Frank-Wolfe for Minimum Enclosing Balls

Accompanying notebook for two lecture notes on Machine Learning:

Christian Bauckhage and Tiansi Dong: "Minimum Enclosing Balls", B-IT, University of Bonn, February 2019 (Download from ResearchGate)
Abstract of the paper: The minimum enclosing ball problem is another example of a problem that can be cast as a constrained convex optimization problem. It thus provides us with another opportunity to work with the Karush-Kuhn-Tucker (KKT) conditions and to derive a Lagrangian dual which, as we shall see later, allows for a simple solution for the problem.
Christian Bauckhage and Tiansi Dong: "Frank-Wolfe for Minimum Enclosing Balls", B-IT, University of Bonn, February 2019 (Download from ResearchGate)
Abstract of the paper: In this note, we show how the Frank-Wolfe algorithm applies to the problem of computing the minimum enclosing ball of a set of data.

In [1]:

import numpy as np
import numpy.random as rnd

import matplotlib.pyplot as plt
from matplotlib.patches import Circle
from mpl_toolkits.mplot3d import Axes3D

from functools import partial

Plotting utilities¶

In [2]:

blu = '#0059ff' # hsv(219., 1., 1. ); // blue 
ora = '#ffa500' # hsv( 39., 1., 1. ); // orange

alpha_now = 1.0
alpha_old = 0.2

def plot_points(axs, X):
    axs.plot(X[0,:], X[1,:], 'o', color='k', mew=0, ms=7, alpha=0.5)
    
def plot_circle(axs, c, r, alpha=alpha_now):
    axs.plot(c[0], c[1], 'o', color=blu, mew=0, ms=7, alpha=alpha)
    axs.add_patch(Circle(c, r, fc='none', ec=blu, alpha=alpha))
    
def plot_reference_point(axs, p, alpha=alpha_now):
    axs.plot(p[0], p[1], 'o', color=ora, mew=0, ms=7, alpha=alpha)

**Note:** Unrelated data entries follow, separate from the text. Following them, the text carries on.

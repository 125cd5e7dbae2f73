//! アップロードエリアコンポーネント
//!
//! クリックでのファイル選択とドラッグ&ドロップに対応する。1枚のみ。

use leptos::html::Input;
use leptos::prelude::*;
use medreport_common::payload::accept_attribute;
use web_sys::{DragEvent, File, HtmlInputElement};

#[component]
pub fn UploadArea<F>(
    has_file: Signal<bool>,
    disabled: Signal<bool>,
    on_file_selected: F,
) -> impl IntoView
where
    F: Fn(File) + 'static + Clone,
{
    let (is_dragover, set_is_dragover) = signal(false);
    let input_ref: NodeRef<Input> = NodeRef::new();

    let on_change = {
        let on_file_selected = on_file_selected.clone();
        move |ev: web_sys::Event| {
            let input: HtmlInputElement = event_target(&ev);
            if let Some(file) = input.files().and_then(|files| files.get(0)) {
                on_file_selected(file);
            }
            // 同じファイルを選び直しても change が発火するように
            input.set_value("");
        }
    };

    let on_drop = {
        let on_file_selected = on_file_selected.clone();
        move |ev: DragEvent| {
            ev.prevent_default();
            set_is_dragover.set(false);

            if disabled.get_untracked() {
                return;
            }

            if let Some(file) = ev
                .data_transfer()
                .and_then(|dt| dt.files())
                .and_then(|files| files.get(0))
            {
                on_file_selected(file);
            }
        }
    };

    let on_dragover = move |ev: DragEvent| {
        ev.prevent_default();
        if !disabled.get_untracked() {
            set_is_dragover.set(true);
        }
    };

    let on_dragleave = move |_: DragEvent| {
        set_is_dragover.set(false);
    };

    let on_click = move |_| {
        if disabled.get_untracked() {
            return;
        }
        if let Some(input) = input_ref.get() {
            input.click();
        }
    };

    view! {
        <div
            class=move || {
                let mut classes = vec!["upload-area"];
                if is_dragover.get() {
                    classes.push("dragover");
                }
                if disabled.get() {
                    classes.push("disabled");
                }
                classes.join(" ")
            }
            on:drop=on_drop
            on:dragover=on_dragover
            on:dragleave=on_dragleave
        >
            <input
                node_ref=input_ref
                type="file"
                class="hidden"
                accept=accept_attribute()
                disabled=move || disabled.get()
                on:change=on_change
            />
            <div class="upload-icon">"📄"</div>
            <button class="btn btn-secondary" disabled=move || disabled.get() on:click=on_click>
                {move || if has_file.get() { "Change Report" } else { "Select a Report" }}
            </button>
            <p class="text-muted">"or drag and drop it here"</p>
            <p class="text-muted">"PNG, JPG, or WEBP files supported."</p>
        </div>
    }
}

def stretch_range(a, b, s):
    c = (a + b) / 2
    d = (b - a) / 2 * s
    return c - d, c + d
    
def find_limits(X):
    xmin, xmax = stretch_range(X[0, :].min(), X[0, :].max(), 1.25)
    ymin, ymax = stretch_range(X[1, :].min(), X[1, :].max(), 1.25)
    return [xmin, xmax, ymin, ymax]

def init_plots(n, lims=None):
    f, [axs] = plt.subplots(1, n, figsize = (18, min(6, 18/n)), squeeze=False)
    for a in axs:
        if lims: a.set_xlim(lims[0], lims[1])
        if lims: a.set_ylim(lims[2], lims[3])
        a.set_aspect(aspect='equal', adjustable='box')
        a.set_axis_off()
    return axs[0] if len(axs) == 1 else axs

def done_plots():
    plt.show()
    plt.close()

In [3]:

m = 30
Simplex = np.array([[x/m, y/m, 1-x/m-y/m] for x in range(m+1) for y in range(m-x+1)])
Floor   = np.zeros(len(Simplex))

def values_over_simplex(f):
    return np.array([f(s) for s in Simplex])

def plot_flat_simplex(axs):
    axs.plot_trisurf(Simplex[:, 0], Simplex[:, 1], Floor, color=ora, alpha=0.2)

def plot_over_simplex(axs, Z):
    axs.plot_trisurf(Simplex[:, 0], Simplex[:, 1], Z, color=blu, alpha=0.5)

def plot_point_over_simplex(axs, p):
    axs.scatter([p[0], p[0]], [p[1], p[1]], [0, p[2]], color=[ora, blu], alpha=1.0)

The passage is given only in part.